Nous mettons sa Parole sur nos lèvres pour la donner au monde. L'offrande de notre
prière est agréé par Lui et Lui sert pour se communiquer à tous ceux que nous rencontrons.
En vérité, comme Paul le dit aux Éphésiens, « Il nous a comblés de sa bénédiction
spirituelle en Jésus Christ» (1, 3), puisqu'il nous a choisis pour être ses témoins
jusqu'aux extrémités de la terre et qu'il nous a élus dès avant notre conception,
par un don mystérieux de sa grâce.
Le Verbe, Sa Parole, qui depuis toujours
était auprès de Lui (cf. Jn 1, 1), est né d'une Femme, est né sujet de la Loi, « pour
racheter ceux qui étaient sujets de la Loi et pour faire de nous des fils » (Ga 4,
4-5). Dieu a pris chair dans le sein d'une Femme, d’une Vierge. Votre cathédrale est
une vivante hymne de pierre et de lumière à la louange de cet acte unique de l'histoire
de l'humanité : la Parole éternelle de Dieu entrant dans l'histoire des hommes à la
plénitude des temps pour les racheter par l’offrande de lui-même dans le sacrifice
de la Croix. Nos liturgies de la terre, tout entières ordonnées à la célébration de
cet Acte unique de l'histoire ne parviendront jamais à en exprimer totalement l'infinie
densité. La beauté des rites ne sera, certes, jamais assez recherchée, assez soignée,
assez travaillée, puisque rien n'est trop beau pour Dieu, qui est la Beauté infinie.
Nos liturgies de la terre ne pourront jamais être qu'un pâle reflet de la liturgie
céleste, qui se célèbre dans la Jérusalem d'en haut, objet du terme de notre pèlerinage
sur la terre. Puissent, pourtant, nos célébrations s'en approcher le plus possible
et la faire pressentir !
Dès maintenant, la Parole de Dieu nous est donnée
pour être l'âme de notre apostolat, l'âme de notre vie de prêtres. Chaque matin, la
Parole nous réveille. Chaque matin, le Seigneur Lui-même nous « ouvre l'oreille »
(Is 50, 5) par les psaumes de l'Office des lectures et des Laudes. Tout au long de
la journée, la Parole de Dieu devient la matière de la prière de l'Église tout entière,
qui veut ainsi témoigner de sa fidélité au Christ. Selon la célèbre formule de saint
Jérôme, qui sera reprise au cours de la XIIe Assemblée du Synode des Evêques, au mois
d’octobre prochain : « Ignorer les Écritures, c'est ignorer le Christ » (Prologue
du commentaire d'Isaïe). Chers frères prêtres, n'ayez pas peur de consacrer beaucoup
de temps à la lecture, à la méditation de l'Écriture et à la prière de l'Office Divin
! Presque à votre insu la Parole lue et méditée en Église agit sur vous et vous transforme.
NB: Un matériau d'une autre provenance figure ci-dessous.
//! Error types for measurement message operations

use thiserror::Error;

/// Result type alias for measurement message operations
pub type Result<T> = std::result::Result<T, MeasError>;

/// Errors that can occur while building or (de)serialising measurement data
///
/// Validation variants are raised synchronously when a value is constructed
/// or mutated; decode variants are raised while reading wire documents and
/// carry enough context to locate the failing field, row or element.
#[derive(Error, Debug, Clone, PartialEq)]
pub enum MeasError {
    /// A timestamp does not carry an explicit UTC designation
    #[error("timestamp is not in UTC: {message}")]
    DateTime { message: String },

    /// A range was constructed with its lower bound above its upper bound
    #[error("range bounds out of order: {message}")]
    RangeOrder { message: String },

    /// A category value contains whitespace, or a range bound is empty
    #[error("category value must be non-empty and whitespace-free: '{value}'")]
    CategoryWhitespace { value: String },

    /// A data record already holds a field with this name
    #[error("duplicate field name: '{name}'")]
    DuplicateField { name: String },

    /// A data quality was attached to a field whose item cannot carry one
    #[error("item in field '{name}' does not support a data quality")]
    UnsupportedQuality { name: String },

    /// A data record lookup failed
    #[error("no field named '{name}'")]
    FieldNotFound { name: String },

    /// An array column name is empty or contains a colon or whitespace
    #[error("invalid column name: '{name}'")]
    InvalidColumnName { name: String },

    /// An external column type has no counterpart in the column type set
    #[error("unsupported column type: {type_name}")]
    UnsupportedColumnType { type_name: String },

    /// A unit of measure was given for a column that is not measurement-typed
    #[error("unit of measure is only allowed on measurement columns: '{name}'")]
    UnitOnNonMeasureColumn { name: String },

    /// A row does not have one cell per column
    #[error("row has {actual} cells, expected {expected}")]
    CellCountMismatch { expected: usize, actual: usize },

    /// A cell value does not match the declared type of its column
    #[error("cell {index} has type {actual}, but column '{column}' expects {expected}")]
    CellTypeMismatch {
        index: usize,
        column: String,
        expected: String,
        actual: String,
    },

    /// A cell value cannot be represented in the textual cell encoding
    #[error("invalid cell value: {message}")]
    InvalidCellValue { message: String },

    /// A row index is outside the stored row range
    #[error("row index {index} out of bounds ({len} rows)")]
    IndexOutOfBounds { index: usize, len: usize },

    /// A time series item was appended with a timestamp before its predecessor
    #[error("time series timestamps must be non-decreasing: {message}")]
    OutOfOrderTimestamp { message: String },

    /// A duration value is not usable as a sampling interval
    #[error("invalid duration: {message}")]
    InvalidDuration { message: String },

    /// A data quality string is not of the form `good` or `bad[/reason]`
    #[error("invalid data quality value: '{value}'")]
    InvalidQuality { value: String },

    /// A primitive text value could not be parsed
    #[error("cannot parse {type_name} from '{raw}'")]
    Parse { type_name: &'static str, raw: String },

    /// A required element or attribute is absent from the wire document
    #[error("required element missing: {name}")]
    RequiredFieldMissing { name: String },

    /// A value list holds the wrong number of entries
    #[error("expected {expected} values, got {actual}")]
    WrongValueCount { expected: usize, actual: usize },

    /// Value and quality vectors diverge in length
    #[error("quality vector size mismatch: {values} values, {qualities} qualities")]
    QualitySizeMismatch { values: usize, qualities: usize },

    /// Timestamp and value vectors diverge in length
    #[error("domain size mismatch: {timestamps} timestamps, {values} values")]
    SizeMismatch { timestamps: usize, values: usize },

    /// An observation type URI is not part of the supported set
    #[error("unsupported observation type URI: '{uri}'")]
    UnsupportedType { uri: String },

    /// The root element of a wire document selects no known decoder
    #[error("unsupported root element: '{name}'")]
    UnsupportedRootElement { name: String },

    /// A feature of interest carries both a reference and a structured form
    #[error("feature of interest has both a reference and a structured form")]
    InconsistentFeatureOfInterest,

    /// The document is not well-formed XML
    #[error("malformed XML: {message}")]
    Xml { message: String },

    /// A nested decode failure, wrapped with the context it occurred in
    #[error("{context}: {source}")]
    Decode {
        context: String,
        #[source]
        source: Box<MeasError>,
    },

    /// JSON (de)serialisation failure
    #[cfg(feature = "json")]
    #[error("JSON error: {message}")]
    Json { message: String },
}

#[cfg(feature = "json")]
impl From<serde_json::Error> for MeasError {
    fn from(err: serde_json::Error) -> Self {
        Self::Json {
            message: err.to_string(),
        }
    }
}

impl MeasError {
    /// Create a UTC violation error
    pub fn date_time<S: Into<String>>(message: S) -> Self {
        Self::DateTime {
            message: message.into(),
        }
    }

    /// Create a range ordering error
    pub fn range_order<S: Into<String>>(message: S) -> Self {
        Self::RangeOrder {
            message: message.into(),
        }
    }

    /// Create a primitive parse error
    pub fn parse<S: Into<String>>(type_name: &'static str, raw: S) -> Self {
        Self::Parse {
            type_name,
            raw: raw.into(),
        }
    }

    /// Create a missing-element error
    pub fn required<S: Into<String>>(name: S) -> Self {
        Self::RequiredFieldMissing { name: name.into() }
    }

    /// Create a malformed-XML error
    pub fn xml<S: Into<String>>(message: S) -> Self {
        Self::Xml {
            message: message.into(),
        }
    }

    /// Wrap this error with decode context, e.g. the field or row it occurred in
    pub fn in_context<S: Into<String>>(self, context: S) -> Self {
        Self::Decode {
            context: context.into(),
            source: Box::new(self),
        }
    }

    /// The innermost error underneath any decode-context wrapping
    pub fn root_cause(&self) -> &MeasError {
        match self {
            Self::Decode { source, .. } => source.root_cause(),
            other => other,
        }
    }
}

/// Extension for wrapping decode results with locatable context
pub(crate) trait ResultExt<T> {
    fn context<S: Into<String>>(self, context: S) -> Result<T>;
}

impl<T> ResultExt<T> for Result<T> {
    fn context<S: Into<String>>(self, context: S) -> Result<T> {
        self.map_err(|e| e.in_context(context))
    }
}

#[cfg(test)]
mod tests {
    use super::*;

    #[test]
    fn test_error_messages() {
        let err = MeasError::parse("double", "abc");
        assert_eq!(err.to_string(), "cannot parse double from 'abc'");

        let err = MeasError::required("uom");
        assert_eq!(err.to_string(), "required element missing: uom");
    }

    #[test]
    fn test_context_wrapping() {
        let err = MeasError::parse("long", "x").in_context("field 'count'");
        assert_eq!(
            err.to_string(),
            "field 'count': cannot parse long from 'x'"
        );
        assert!(matches!(
            err.root_cause(),
            MeasError::Parse {
                type_name: "long",
                ..
            }
        ));
    }

    #[test]
    fn test_nested_context() {
        let err = MeasError::parse("double", "?")
            .in_context("row 3")
            .in_context("decode observation");
        assert_eq!(
            err.to_string(),
            "decode observation: row 3: cannot parse double from '?'"
        );
    }
}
Comme manifestation de la Sagesse de Dieu, si elle devient la «compagne » de votre
vie, elle sera votre « conseillère pour le bien », votre « réconfort dans les soucis
et dans la tristesse » (Sg 8, 9).
« La Parole de Dieu est vivante, énergique
et plus coupante qu'une épée à deux tranchants », comme l'écrit l'auteur de la Lettre
aux Hébreux (He 4, 12). À vous, chers séminaristes, qui vous préparez à recevoir le
sacrement de l'Ordre, afin de participer à la triple charge d’enseigner, de gouverner
et de sanctifier, cette Parole est remise comme un bien précieux. Grâce à elle, que
vous méditez quotidiennement, vous entrez dans la vie même du Christ que vous serez
appelés à répandre autour de vous. Par sa parole, le Seigneur Jésus a institué le
Saint Sacrement de son Corps et de son Sang ; par sa parole, il a guéri les malades,
chassé les démons, pardonné les péchés ; par sa parole, il a révélé aux hommes les
mystères cachés du Royaume. Vous êtes destinés à devenir dépositaires de cette Parole
efficace, qui fait ce qu'elle dit. Entretenez toujours en vous le goût de la Parole
de Dieu ! Apprenez, grâce à elle, à aimer tous ceux qui seront placés sur votre route.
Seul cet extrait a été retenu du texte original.